It's the evening of Dec.4 as I type this. Earlier today, in my capacity as a newspaper reporter, I covered the sentencing of a man who sexually assaulted two little girls repeatedly over the period of a few years. Last week, I watched as a jury found another man guilty of a rape he committed a quarter of a century ago. Within the past month, I wrote about a civil lawsuit being brought against a former RCMP officer, alleging he sexually abused several boys decades ago when they were inmates at a youth jail. I see sex crimes processed through the justice system on an almost routine basis. Sometimes justice is done, sometimes it isn't, and sometimes, there's no way to tell.
What I don't see, though, are the injustices, when crimes and victims are ignored. Rucka explores one such scenario here in a powerful story that explores the human sides of the title characters and not the superhuman, adventurous ones.
Trey, the son of a wealthy man with political influence, has sexually assaulted a fellow Columbia University student. The victim does everything right... she turns to the police and turns to her friends -- including Elektra Natchios and Matt Murdock -- for emotional support. But all signs indicate that Trey is going to get away with it thanks to who his father is while what he's done is buried. Nothing is more important to Elektra than her friends and family, and she finds she cannot contain her anger.
I'll mention it only briefly here, but it needs to be said (as it no doubt will be extensively in the days to come): Marvel's new super-floppy, slick format for the Ultimate line of comics stinks on ice. I don't know if it does anything for the artwork reproduction, but the flimsy feel of it makes the issues seem... disposable. Maybe Marvel is trying to drive some readers to the trade paperback format, I don't know. My initial reaction was that it was cheap and robbed the book itself -- not the storytelling -- of some measure of value. No wonder Marvel didn't include any of this week's three Ultimate titles in its First Look packages.

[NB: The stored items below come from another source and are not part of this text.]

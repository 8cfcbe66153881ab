//! Verbindungsaufbau: Handshake, Schluesselaustausch, Gleichtakt
//!
//! ```text
//! Client                                  Server
//!   |-- [vlen][version][nlen][name][pw] --> |
//!   | <------------------- [antwort:1] ---- |   0/2/3/5 = Ablehnung
//!   | <--- [snapshot][p][g][A] ------------ |   4 = Server-Info
//!   |-- [blen][B] ------------------------> |
//!   |-- [99] -----------------------------> |
//!   | <---------------------- [echo:1] ---- |
//! ```
//!
//! Der Snapshot wird erst nach dem Gleichtakt-Byte ausgewertet.

use std::net::SocketAddr;
use std::time::Duration;

use tokio::io::{AsyncRead, AsyncReadExt, AsyncWrite, AsyncWriteExt};
use tokio::net::TcpStream;

use hush_core::{HushError, RejectReason, Result, SessionPhase};
use hush_crypto::{KeyExchange, SessionKey};
use hush_protocol::control::{self, ConnectResponse, ServerInfo};
use hush_protocol::wire::StreamReader;
use hush_protocol::{PresenceSnapshot, MAX_VERSION_STRING_LENGTH};

/// Wie lange nach einer Ablehnung noch auf das Restbyte gewartet wird
const ABLEHNUNG_NACHLAUF: Duration = Duration::from_millis(500);

/// Anmeldedaten fuer den Handshake
#[derive(Debug, Clone, PartialEq, Eq)]
pub struct HandshakeAnfrage {
    pub client_version: String,
    pub username: String,
    pub passwort: Option<String>,
}

/// Ergebnis eines erfolgreichen Handshakes
#[derive(Debug)]
pub struct HandshakeErgebnis {
    pub key: SessionKey,
    pub snapshot: PresenceSnapshot,
}

/// Baut die TCP-Verbindung auf (mit Zeitlimit)
pub async fn verbinden(host: &str, port: u16, zeitlimit: Duration) -> Result<(TcpStream, SocketAddr)> {
    let host = host.trim();
    if host.is_empty() {
        return Err(HushError::UngueltigeEingabe("Kein Server angegeben".into()));
    }

    let stream = tokio::time::timeout(zeitlimit, TcpStream::connect((host, port)))
        .await
        .map_err(|_| HushError::Zeitlimit(format!("Verbindung zu {host}:{port}")))?
        .map_err(|e| HushError::transport("Verbinden", e))?;

    if let Err(e) = stream.set_nodelay(true) {
        tracing::warn!(fehler = %e, "TCP_NODELAY nicht gesetzt, Chat kann verzoegert ankommen");
    }
    let peer = stream
        .peer_addr()
        .map_err(|e| HushError::transport("Verbinden", e))?;

    tracing::info!(peer = %peer, "TCP-Verbindung aufgebaut");
    Ok((stream, peer))
}

/// Fuehrt Handshake und Schluesselaustausch auf einem offenen Stream durch
///
/// `phase` wird bei jedem Phasenwechsel aufgerufen.
pub async fn handshake_durchfuehren<S>(
    stream: &mut S,
    anfrage: &HandshakeAnfrage,
    phase: impl Fn(SessionPhase),
) -> Result<HandshakeErgebnis>
where
    S: AsyncRead + AsyncWrite + Unpin,
{
    let hallo = control::handshake_kodieren(
        &anfrage.client_version,
        &anfrage.username,
        anfrage.passwort.as_deref(),
    )?;
    schreiben(stream, &hallo).await?;
    phase(SessionPhase::AwaitingServerInfo);

    let antwort = match stream.read_u8().await {
        Ok(byte) => byte,
        Err(e) if e.kind() == std::io::ErrorKind::UnexpectedEof => {
            return Err(HushError::protokoll(
                "Server hat die Verbindung ohne Antwort beendet",
            ))
        }
        Err(e) => return Err(HushError::transport("Empfangen", e)),
    };

    let antwort = ConnectResponse::from_u8(antwort)
        .ok_or_else(|| HushError::protokoll(format!("Unbekannte Antwort auf Handshake: {antwort}")))?;

    match antwort {
        ConnectResponse::ServerInfo => {}
        ConnectResponse::FalscheVersion => {
            let server = StreamReader::new(stream)
                .kurztext("server_version", MAX_VERSION_STRING_LENGTH)
                .await?;
            return Err(HushError::Abgelehnt(RejectReason::FalscheVersion {
                client: anfrage.client_version.clone(),
                server,
            }));
        }
        ablehnung => {
            // Restbyte der Ablehnung verwerfen
            let _ = tokio::time::timeout(ABLEHNUNG_NACHLAUF, stream.read_u8()).await;
            let grund = match ablehnung {
                ConnectResponse::NameVergeben => RejectReason::NameVergeben,
                ConnectResponse::ServerVoll => RejectReason::ServerVoll,
                _ => RejectReason::PasswortErforderlich,
            };
            tracing::info!(grund = %grund, "Verbindung abgelehnt");
            return Err(HushError::Abgelehnt(grund));
        }
    }

    phase(SessionPhase::ExchangingKeys);
    let info = ServerInfo::lesen(stream).await?;
    tracing::debug!(p = info.p, g = info.g, "DH-Parameter empfangen");

    let austausch = KeyExchange::neu(info.p, info.g)?;
    schreiben(stream, &control::schluessel_antwort(&austausch.oeffentlicher_wert())?).await?;
    let key = austausch.gemeinsamer_schluessel(&info.oeffentlich)?;

    schreiben(stream, &control::sync_byte()).await?;
    match stream.read_u8().await {
        Ok(_) => {}
        Err(e) if e.kind() == std::io::ErrorKind::UnexpectedEof => {
            return Err(HushError::protokoll("Server hat zu lange gewartet"))
        }
        Err(e) => return Err(HushError::transport("Empfangen", e)),
    }

    phase(SessionPhase::SyncingPresence);
    let snapshot = PresenceSnapshot::parsen(&info.snapshot_paket)?;
    tracing::debug!(
        raeume = snapshot.raeume.len(),
        benutzer = snapshot.benutzer_anzahl(),
        "Snapshot empfangen"
    );

    Ok(HandshakeErgebnis { key, snapshot })
}

async fn schreiben<S>(stream: &mut S, daten: &[u8]) -> Result<()>
where
    S: AsyncWrite + Unpin,
{
    stream
        .write_all(daten)
        .await
        .map_err(|e| HushError::transport("Senden", e))
}

#[cfg(test)]
mod tests {
    use super::*;
    use hush_protocol::wire::FrameWriter;
    use parking_lot::Mutex;
    use std::sync::Arc;
    use tokio::io::duplex;

    fn anfrage() -> HandshakeAnfrage {
        HandshakeAnfrage {
            client_version: "1.0".into(),
            username: "bob".into(),
            passwort: None,
        }
    }

    fn server_info(snapshot: &[u8]) -> Vec<u8> {
        let mut w = FrameWriter::mit_tag(ConnectResponse::ServerInfo as u8);
        w.blob("snapshot", snapshot).unwrap();
        w.u32(23).u32(5);
        w.blob("a", b"17").unwrap();
        w.fertig().to_vec()
    }

    /// Snapshot mit einem leeren Raum "Lobby"
    fn lobby_snapshot() -> Vec<u8> {
        let mut w = FrameWriter::new();
        w.u8(1).kurztext("raum", "Lobby").unwrap().u16(10).u16(0);
        w.fertig().to_vec()
    }

    #[tokio::test]
    async fn erfolgreicher_handshake() {
        let (mut client, mut server) = duplex(4096);
        let phasen = Arc::new(Mutex::new(Vec::new()));

        let server_task = tokio::spawn(async move {
            // [3]"1.0"[3]"bob"[0]
            let mut hallo = [0u8; 9];
            server.read_exact(&mut hallo).await.unwrap();
            assert_eq!(hallo, [3, b'1', b'.', b'0', 3, b'b', b'o', b'b', 0]);

            server.write_all(&server_info(&lobby_snapshot())).await.unwrap();

            let laenge = server.read_u16_le().await.unwrap();
            let mut b = vec![0u8; laenge as usize];
            server.read_exact(&mut b).await.unwrap();
            let b = String::from_utf8(b).unwrap();

            assert_eq!(server.read_u8().await.unwrap(), 99);
            server.write_all(&[99]).await.unwrap();

            let serverseite = KeyExchange::mit_privatem_exponenten(23, 5, 7).unwrap();
            serverseite.gemeinsamer_schluessel(&b).unwrap()
        });

        let p = phasen.clone();
        let ergebnis = handshake_durchfuehren(&mut client, &anfrage(), move |ph| p.lock().push(ph))
            .await
            .unwrap();
        let server_key = server_task.await.unwrap();

        assert_eq!(ergebnis.key, server_key);
        assert_eq!(ergebnis.snapshot.raeume.len(), 1);
        assert_eq!(ergebnis.snapshot.raeume[0].name, "Lobby");
        assert_eq!(
            *phasen.lock(),
            vec![
                SessionPhase::AwaitingServerInfo,
                SessionPhase::ExchangingKeys,
                SessionPhase::SyncingPresence
            ]
        );
    }

    #[tokio::test]
    async fn name_vergeben_wird_abgelehnt() {
        let (mut client, mut server) = duplex(1024);
        tokio::spawn(async move {
            let mut puffer = [0u8; 64];
            let _ = server.read(&mut puffer).await;
            server.write_all(&[0, 0]).await.unwrap();
        });

        let fehler = handshake_durchfuehren(&mut client, &anfrage(), |_| {})
            .await
            .unwrap_err();
        assert!(matches!(fehler, HushError::Abgelehnt(RejectReason::NameVergeben)));
    }

    #[tokio::test]
    async fn falsche_version_nennt_serverversion() {
        let (mut client, mut server) = duplex(1024);
        tokio::spawn(async move {
            let mut puffer = [0u8; 64];
            let _ = server.read(&mut puffer).await;
            server.write_all(&[3, 3, b'2', b'.', b'0']).await.unwrap();
        });

        match handshake_durchfuehren(&mut client, &anfrage(), |_| {}).await {
            Err(HushError::Abgelehnt(RejectReason::FalscheVersion { client, server })) => {
                assert_eq!(client, "1.0");
                assert_eq!(server, "2.0");
            }
            anderes => panic!("unerwartet: {anderes:?}"),
        }
    }

    #[tokio::test]
    async fn server_schliesst_vor_gleichtakt() {
        let (mut client, mut server) = duplex(4096);
        tokio::spawn(async move {
            let mut puffer = [0u8; 64];
            let _ = server.read(&mut puffer).await;
            server.write_all(&server_info(&lobby_snapshot())).await.unwrap();
            // bis einschliesslich Gleichtakt-Byte lesen, dann ohne Echo schliessen
            loop {
                let n = server.read(&mut puffer).await.unwrap();
                if n == 0 || puffer[n - 1] == 99 {
                    break;
                }
            }
            drop(server);
        });

        match handshake_durchfuehren(&mut client, &anfrage(), |_| {}).await {
            Err(HushError::Protokoll(text)) => assert!(text.contains("zu lange gewartet")),
            anderes => panic!("unerwartet: {anderes:?}"),
        }
    }

    #[tokio::test]
    async fn unbekannte_antwort_ist_protokollfehler() {
        let (mut client, mut server) = duplex(1024);
        tokio::spawn(async move {
            let mut puffer = [0u8; 64];
            let _ = server.read(&mut puffer).await;
            server.write_all(&[42]).await.unwrap();
        });

        assert!(matches!(
            handshake_durchfuehren(&mut client, &anfrage(), |_| {}).await,
            Err(HushError::Protokoll(_))
        ));
    }

    #[tokio::test]
    async fn leerer_host_wird_lokal_abgewiesen() {
        assert!(matches!(
            verbinden("   ", 2000, Duration::from_secs(1)).await,
            Err(HushError::UngueltigeEingabe(_))
        ));
    }

    #[test]
    fn oeffentlicher_wert_des_testservers() {
        // A = 5^7 mod 23
        let server = KeyExchange::mit_privatem_exponenten(23, 5, 7).unwrap();
        assert_eq!(server.oeffentlicher_wert(), "17");
    }
}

We're halfway into this book, and the character who gets top billing is really little more than a minor supporting character. And I like it. Rucka's exploration of an everyday, down to earth Elektra is a welcome change of pace, and I'm pleased that the carte blanche of Ultimate continuity provided the opportunity for it. Elektra stands out as an exceptional person, not just in terms of physical prowess, but emotionally. Her loyalty, passion and outrage paint an admirable and attractive picture. I hope that this is the sort of Elektra we see on the big screen when Daredevil debuts in February.